Well I had contractions pretty much all day yesterday. Starting at about 2pm they were 10 minutes apart. So I decided to take a warm bath because that has been helpful in stopping false labor contractions. They continued through the bath. We went to dinner, contractions continuing. Went to bed and again the contractions continued and finally at 3:30 I decided to come out to the couch because I knew I was keeping DH awake (he wasn't complaining at all I just felt bad). I finally fell asleep at around 5am and woke up around 6am. It is now 7:30am and the contractions have more or less stopped. This is so tiring and this is the 3rd time this has happened. I had my membranes stripped on Monday and I thought I was finally progressing. I have been having false labor for almost 3 weeks now and I am simply tired. I have been crying at the drop of a pin this morning. I plan on resting and having a quiet day today. I know that no woman has ever been pregnant forever but I am so ready to be done with contractions and to meet my son. Thank you for letting me whine/vent.
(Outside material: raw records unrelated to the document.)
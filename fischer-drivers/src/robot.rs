//! Four-axis robot arm
//!
//! The robot owns every sensor and motor in index-aligned containers. An
//! [`AxisId`] selects the same slot in each. Motors hold shared handles to
//! their sensors; each rotation sensor holds only a [`MotorLink`](crate::MotorLink)
//! back to its motor, so there is no ownership cycle.
//!
//! Construction order matters: sensors, then motors (monitors start here),
//! then the sensor back-references, and only then are the edge callbacks
//! armed.

use std::fmt;
use std::sync::Arc;
use std::time::Duration;

use fischer_core::config::{ArmConfig, ConfigError, PinConfig};
use fischer_core::state::MotorStatus;
use fischer_hal::{Gpio, GpioError, Pull};
use thiserror::Error;
use tracing::{debug, info, warn};

use crate::motor::{Motor, MotorConfig, MotorError, Outcome};
use crate::sensor::{LimitSwitch, RotationSensor, SensorError};

/// Errors raised while building or commanding the robot
#[derive(Debug, Error)]
pub enum RobotError {
    /// Rejected configuration
    #[error("invalid configuration: {0}")]
    Config(#[from] ConfigError),
    /// I/O layer failure
    #[error(transparent)]
    Gpio(#[from] GpioError),
    /// Sensor failure
    #[error(transparent)]
    Sensor(#[from] SensorError),
    /// Motor failure
    #[error(transparent)]
    Motor(#[from] MotorError),
    /// No axis with this index or name
    #[error("unknown axis {0:?}")]
    UnknownAxis(String),
}

/// Index of an axis in the robot's containers
#[derive(Debug, Clone, Copy, PartialEq, Eq, PartialOrd, Ord, Hash)]
pub struct AxisId(usize);

impl AxisId {
    /// Zero-based slot
    pub fn index(self) -> usize {
        self.0
    }
}

impl fmt::Display for AxisId {
    /// One-based, as printed on the arm
    fn fmt(&self, f: &mut fmt::Formatter<'_>) -> fmt::Result {
        write!(f, "{}", self.0 + 1)
    }
}

/// One axis as seen by a status display
#[derive(Debug, Clone, PartialEq, Eq)]
pub struct AxisStatus {
    /// Axis slot
    pub id: AxisId,
    /// Configured name
    pub name: String,
    /// Limit switch level, `None` if the read failed
    pub limit_clear: Option<bool>,
    /// Rotation count
    pub count: i32,
    /// Motor state
    pub motor: MotorStatus,
}

fn pull(config: &PinConfig) -> Pull {
    if config.pull_up {
        Pull::Up
    } else {
        Pull::None
    }
}

/// The arm: four motors and their eight sensors
pub struct Robot<G: Gpio> {
    limit_switches: Vec<Arc<LimitSwitch<G::Input>>>,
    rotation_sensors: Vec<Arc<RotationSensor<G::Input>>>,
    motors: Vec<Motor<G::Output, G::Input>>,
    // Declared last: pins above are released before the backend
    gpio: G,
}

impl<G: Gpio> Robot<G> {
    /// Claim every pin in `config` and bring the arm up stopped
    pub fn new(gpio: G, config: &ArmConfig) -> Result<Self, RobotError> {
        config.validate()?;
        let poll_interval = Duration::from_millis(config.poll_interval_ms);

        let mut limit_switches = Vec::with_capacity(config.axes.len());
        let mut rotation_sensors = Vec::with_capacity(config.axes.len());
        for axis in &config.axes {
            let limit = &axis.limit_switch;
            let rotation = &axis.rotation_sensor;
            limit_switches.push(Arc::new(LimitSwitch::new(
                gpio.input(limit.pin, pull(limit))?,
            )));
            rotation_sensors.push(Arc::new(RotationSensor::new(
                gpio.input(rotation.pin, pull(rotation))?,
            )));
        }

        let mut motors = Vec::with_capacity(config.axes.len());
        for (i, axis) in config.axes.iter().enumerate() {
            motors.push(Motor::new(
                axis.name.as_str(),
                gpio.output(axis.positive_pin)?,
                gpio.output(axis.negative_pin)?,
                limit_switches[i].clone(),
                rotation_sensors[i].clone(),
                MotorConfig {
                    range: axis.range,
                    poll_interval,
                },
            )?);
        }

        for (sensor, motor) in rotation_sensors.iter().zip(&motors) {
            sensor.attach(motor.link())?;
        }
        for (i, sensor) in rotation_sensors.iter().enumerate() {
            if let Err(e) = sensor.start() {
                // No callback stays armed on a robot that was never built
                for armed in &rotation_sensors[..i] {
                    if let Err(stop) = armed.stop() {
                        warn!("Rotation sensor GPIO{}: {}", armed.pin(), stop);
                    }
                }
                return Err(e.into());
            }
        }

        info!("Robot ready with {} axes", motors.len());
        Ok(Self {
            limit_switches,
            rotation_sensors,
            motors,
            gpio,
        })
    }

    /// The I/O backend the robot was built on
    pub fn gpio(&self) -> &G {
        &self.gpio
    }

    /// Number of axes
    pub fn len(&self) -> usize {
        self.motors.len()
    }

    /// Check if the robot has no axes
    pub fn is_empty(&self) -> bool {
        self.motors.is_empty()
    }

    /// Every axis, in configuration order
    pub fn axes(&self) -> impl Iterator<Item = AxisId> {
        (0..self.motors.len()).map(AxisId)
    }

    /// Axis at zero-based `index`
    pub fn axis(&self, index: usize) -> Option<AxisId> {
        (index < self.motors.len()).then_some(AxisId(index))
    }

    /// Axis with the configured `name`
    pub fn find(&self, name: &str) -> Option<AxisId> {
        self.motors.iter().position(|m| m.name() == name).map(AxisId)
    }

    /// Resolve a one-based number or a name
    pub fn resolve(&self, key: &str) -> Result<AxisId, RobotError> {
        let by_number = key
            .parse::<usize>()
            .ok()
            .and_then(|n| n.checked_sub(1))
            .and_then(|i| self.axis(i));

        by_number
            .or_else(|| self.find(key))
            .ok_or_else(|| RobotError::UnknownAxis(key.to_owned()))
    }

    /// Motor of `id`
    pub fn motor(&self, id: AxisId) -> &Motor<G::Output, G::Input> {
        &self.motors[id.0]
    }

    /// Limit switch of `id`
    pub fn limit_switch(&self, id: AxisId) -> &LimitSwitch<G::Input> {
        &self.limit_switches[id.0]
    }

    /// Rotation sensor of `id`
    pub fn rotation_sensor(&self, id: AxisId) -> &RotationSensor<G::Input> {
        &self.rotation_sensors[id.0]
    }

    /// Drive every axis clockwise toward its limit switch
    ///
    /// Each motor is commanded independently and stopped by its own
    /// monitor; this call does not wait. Axes already at the hard stop are
    /// left alone. Every axis is tried even if one fails; the first error
    /// is returned.
    pub fn auto_home(&self) -> Result<(), RobotError> {
        info!("Auto home");
        self.for_each_motor(|motor| {
            if motor.clockwise()? == Outcome::Blocked {
                debug!("{}: already home", motor.name());
            }
            Ok(())
        })
    }

    /// Stop every motor
    pub fn stop_all(&self) -> Result<(), RobotError> {
        self.for_each_motor(|motor| motor.stop())
    }

    /// Snapshot of every axis for display
    pub fn status(&self) -> Vec<AxisStatus> {
        self.axes()
            .map(|id| {
                let motor = self.motor(id);
                let limit_clear = match self.limit_switch(id).state() {
                    Ok(clear) => Some(clear),
                    Err(e) => {
                        warn!("{}: limit switch read failed: {}", motor.name(), e);
                        None
                    }
                };
                AxisStatus {
                    id,
                    name: motor.name().to_owned(),
                    limit_clear,
                    count: self.rotation_sensor(id).counter(),
                    motor: motor.status(),
                }
            })
            .collect()
    }

    /// Stop monitors and motors and disarm the sensors
    ///
    /// Process exit does the same implicitly; this makes it deterministic.
    pub fn shutdown(&self) -> Result<(), RobotError> {
        let motors = self.for_each_motor(|motor| motor.shutdown());
        let mut sensors = Ok(());
        for sensor in &self.rotation_sensors {
            if let Err(e) = sensor.stop() {
                warn!("Rotation sensor GPIO{}: {}", sensor.pin(), e);
                sensors = sensors.and(Err(e));
            }
        }
        motors?;
        sensors?;
        debug!("Robot shut down");
        Ok(())
    }

    fn for_each_motor<F>(&self, mut command: F) -> Result<(), RobotError>
    where
        F: FnMut(&Motor<G::Output, G::Input>) -> Result<(), MotorError>,
    {
        let mut first = Ok(());
        for motor in &self.motors {
            if let Err(e) = command(motor) {
                warn!("{}: {}", motor.name(), e);
                if first.is_ok() {
                    first = Err(e);
                }
            }
        }
        first.map_err(RobotError::from)
    }
}

impl<G: Gpio> Drop for Robot<G> {
    fn drop(&mut self) {
        if let Err(e) = self.shutdown() {
            warn!("Robot shutdown incomplete: {}", e);
        }
    }
}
Paige 8/5/99, Kara 7/22/03 and Benjamin 1/19/13
10 losses 1996-1998, 2 losses 2001-2002, 3 losses 2010-2012, loss 1/2014
Re: Emotional Day
Oh I am right there with you! I spent all day Monday with the same thing...10 minutes apart but never anything more. Some yesterday, some today but nothing is progressing. It's frustrating, especially because it hurts so it feels like you're going through it for...what? I just ry to remind myself it is doing something, it is your body's way of prepping so it's not completely for nothing.
Hang in there!
LFAF April Siggy Challenge - TV/Movie BFFS - Romy & Michele
Awe thats rough. I had 4 hours of false labor at 34 weeks. Then yesterday it started at 2 and with the contractions anywhere from 30 sec to 2 min apart and 1.5+ min long each for a couple hours we went in. They slowed down but kept coming, no change to the cervix in two hours so we went home to sleep. Today i woke with lower abdominal pain and nausea...im 39 weeks on friday so still early. Without a doubt it sucks, i want to hold my baby soooo much. I must be patient deep breaths lol im just anxious but nervous because of false labor. What if i dont move fast enough when it really happens? My son was born after 3.4 hours! I dont have time to fudge. I have some anxiety about that. Wish you all the best.